• **GIVEN RECORDS**
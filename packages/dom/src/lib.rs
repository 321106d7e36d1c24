//! # DVE DOM
//!
//! A small in-memory document model for applying overlays outside a browser:
//! a forgiving HTML parser and serializer, a CSS selector engine lexed with
//! `logos`, the selector resolver with its fallback chain, and mutation
//! observation.

pub mod dom;
pub mod error;
pub mod html;
pub mod observer;
pub mod resolver;
pub mod selector;

pub use dom::{Document, ElementData, NodeData, NodeId};
pub use error::{SelectorError, SelectorResult};
pub use html::{inner_html, outer_html, parse_document, parse_fragment, serialize, set_inner_html};
pub use observer::{DomObserver, MutationKind, MutationRecord, SharedDocument};
pub use resolver::{resolve, resolve_element, selector_candidates, Resolution, ResolvedVia};
pub use selector::{parse_selector, SelectorList};
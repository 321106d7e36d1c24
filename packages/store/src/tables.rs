//! Row tables and read queries.
//!
//! `Tables` is plain data: every mutation happens on a clone inside
//! [`OverlayStore::transaction`](crate::OverlayStore::transaction), so the
//! methods here can fail halfway without leaving partial state behind.

use crate::error::{StoreError, StoreResult};
use chrono::{DateTime, Utc};
use dve_model::{
    ActionBinding, AuditLogEntry, DraftPointer, ElementMap, PageRevision, PatchRule,
    ProjectConfig, ProjectId, PublishArtifact, RevisionId, RevisionRows, SectionInstance,
    TextPatch,
};
use serde::{Deserialize, Serialize};
use serde_json::Value;

/// Per-table id counters
#[derive(Debug, Clone, Default, PartialEq, Serialize, Deserialize)]
#[serde(rename_all = "camelCase", default)]
pub struct Sequences {
    pub revision: i64,
    pub element_map: i64,
    pub rule: i64,
    pub text_patch: i64,
    pub section: i64,
    pub binding: i64,
    pub artifact: i64,
    pub audit: i64,
}

pub(crate) fn next_id(counter: &mut i64) -> i64 {
    *counter += 1;
    *counter
}

#[derive(Debug, Clone, Default, PartialEq, Serialize, Deserialize)]
#[serde(rename_all = "camelCase", default)]
pub struct Tables {
    pub sequences: Sequences,
    pub configs: Vec<ProjectConfig>,
    pub draft_pointers: Vec<DraftPointer>,
    pub revisions: Vec<PageRevision>,
    pub element_maps: Vec<ElementMap>,
    pub rules: Vec<PatchRule>,
    pub text_patches: Vec<TextPatch>,
    pub section_instances: Vec<SectionInstance>,
    pub action_bindings: Vec<ActionBinding>,
    pub artifacts: Vec<PublishArtifact>,
    pub audit: Vec<AuditLogEntry>,
}

/// Owned copy of one revision and every row it owns
#[derive(Debug, Clone, PartialEq)]
pub struct RevisionSnapshot {
    pub revision: PageRevision,
    pub element_maps: Vec<ElementMap>,
    pub rules: Vec<PatchRule>,
    pub text_patches: Vec<TextPatch>,
    pub section_instances: Vec<SectionInstance>,
    pub action_bindings: Vec<ActionBinding>,
}

impl RevisionSnapshot {
    pub fn rows(&self) -> RevisionRows<'_> {
        RevisionRows {
            revision: &self.revision,
            element_maps: &self.element_maps,
            rules: &self.rules,
            text_patches: &self.text_patches,
            section_instances: &self.section_instances,
            action_bindings: &self.action_bindings,
        }
    }
}

impl Tables {
    pub fn config(&self, project_id: ProjectId) -> Option<&ProjectConfig> {
        self.configs.iter().find(|c| c.project_id == project_id)
    }

    pub fn revision(&self, revision_id: RevisionId) -> Option<&PageRevision> {
        self.revisions.iter().find(|r| r.id == revision_id)
    }

    pub fn require_revision(&self, revision_id: RevisionId) -> StoreResult<&PageRevision> {
        self.revision(revision_id)
            .ok_or_else(|| StoreError::not_found(format!("Revision {} not found.", revision_id)))
    }

    pub(crate) fn revision_mut(&mut self, revision_id: RevisionId) -> StoreResult<&mut PageRevision> {
        self.revisions
            .iter_mut()
            .find(|r| r.id == revision_id)
            .ok_or_else(|| StoreError::not_found(format!("Revision {} not found.", revision_id)))
    }

    /// Published revisions of a project, newest first by (createdAtUtc, id)
    pub fn published_revisions(&self, project_id: ProjectId) -> Vec<&PageRevision> {
        let mut list: Vec<&PageRevision> = self
            .revisions
            .iter()
            .filter(|r| r.project_id == project_id && r.is_published())
            .collect();
        list.sort_by(|a, b| (b.created_at_utc, b.id).cmp(&(a.created_at_utc, a.id)));
        list
    }

    pub fn element_map(&self, revision_id: RevisionId, element_key: &str) -> Option<&ElementMap> {
        self.element_maps
            .iter()
            .find(|m| m.revision_id == revision_id && m.element_key == element_key)
    }

    pub fn element_maps_for(&self, revision_id: RevisionId) -> Vec<&ElementMap> {
        self.element_maps
            .iter()
            .filter(|m| m.revision_id == revision_id)
            .collect()
    }

    pub fn rules_for(&self, revision_id: RevisionId) -> Vec<&PatchRule> {
        self.rules
            .iter()
            .filter(|r| r.revision_id == revision_id)
            .collect()
    }

    pub fn snapshot(&self, revision_id: RevisionId) -> StoreResult<RevisionSnapshot> {
        let revision = self.require_revision(revision_id)?.clone();
        fn owned<T: Clone>(rows: &[T], owner: impl Fn(&T) -> bool) -> Vec<T> {
            rows.iter().filter(|row| owner(*row)).cloned().collect()
        }
        Ok(RevisionSnapshot {
            element_maps: owned(&self.element_maps, |r| r.revision_id == revision_id),
            rules: owned(&self.rules, |r| r.revision_id == revision_id),
            text_patches: owned(&self.text_patches, |r| r.revision_id == revision_id),
            section_instances: owned(&self.section_instances, |r| r.revision_id == revision_id),
            action_bindings: owned(&self.action_bindings, |r| r.revision_id == revision_id),
            revision,
        })
    }

    // -- artifacts -------------------------------------------------------------

    pub fn record_artifact(
        &mut self,
        revision_id: RevisionId,
        artifact_type: &str,
        artifact_path: &str,
        checksum: &str,
        now: DateTime<Utc>,
    ) -> PublishArtifact {
        let artifact = PublishArtifact {
            id: next_id(&mut self.sequences.artifact),
            revision_id,
            artifact_type: artifact_type.to_string(),
            artifact_path: artifact_path.to_string(),
            checksum: checksum.to_string(),
            published_at_utc: now,
        };
        self.artifacts.push(artifact.clone());
        artifact
    }

    pub fn artifacts_for(&self, revision_id: RevisionId) -> Vec<&PublishArtifact> {
        self.artifacts
            .iter()
            .filter(|a| a.revision_id == revision_id)
            .collect()
    }

    // -- audit -------------------------------------------------------------------

    pub fn append_audit(
        &mut self,
        project_id: ProjectId,
        revision_id: Option<RevisionId>,
        actor_id: Option<&str>,
        action: &str,
        payload: Value,
        now: DateTime<Utc>,
    ) -> AuditLogEntry {
        let entry = AuditLogEntry {
            id: next_id(&mut self.sequences.audit),
            project_id,
            revision_id,
            actor_id: actor_id.map(str::to_string),
            action: action.to_string(),
            payload,
            at_utc: now,
        };
        self.audit.push(entry.clone());
        entry
    }

    /// Audit entries of a project, newest first
    pub fn audit_entries(&self, project_id: ProjectId, limit: usize) -> Vec<&AuditLogEntry> {
        let mut entries: Vec<&AuditLogEntry> = self
            .audit
            .iter()
            .filter(|e| e.project_id == project_id)
            .collect();
        entries.sort_by(|a, b| (b.at_utc, b.id).cmp(&(a.at_utc, a.id)));
        entries.truncate(limit);
        entries
    }
}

• **EXERCISE DIRECTIONS**
Whenever the word "DraftPointer" occurs in a line of the listing above, return that line.

• **EXERCISE SOLUTION**
    ActionBinding, AuditLogEntry, DraftPointer, ElementMap, PageRevision, PatchRule,
    pub draft_pointers: Vec<DraftPointer>,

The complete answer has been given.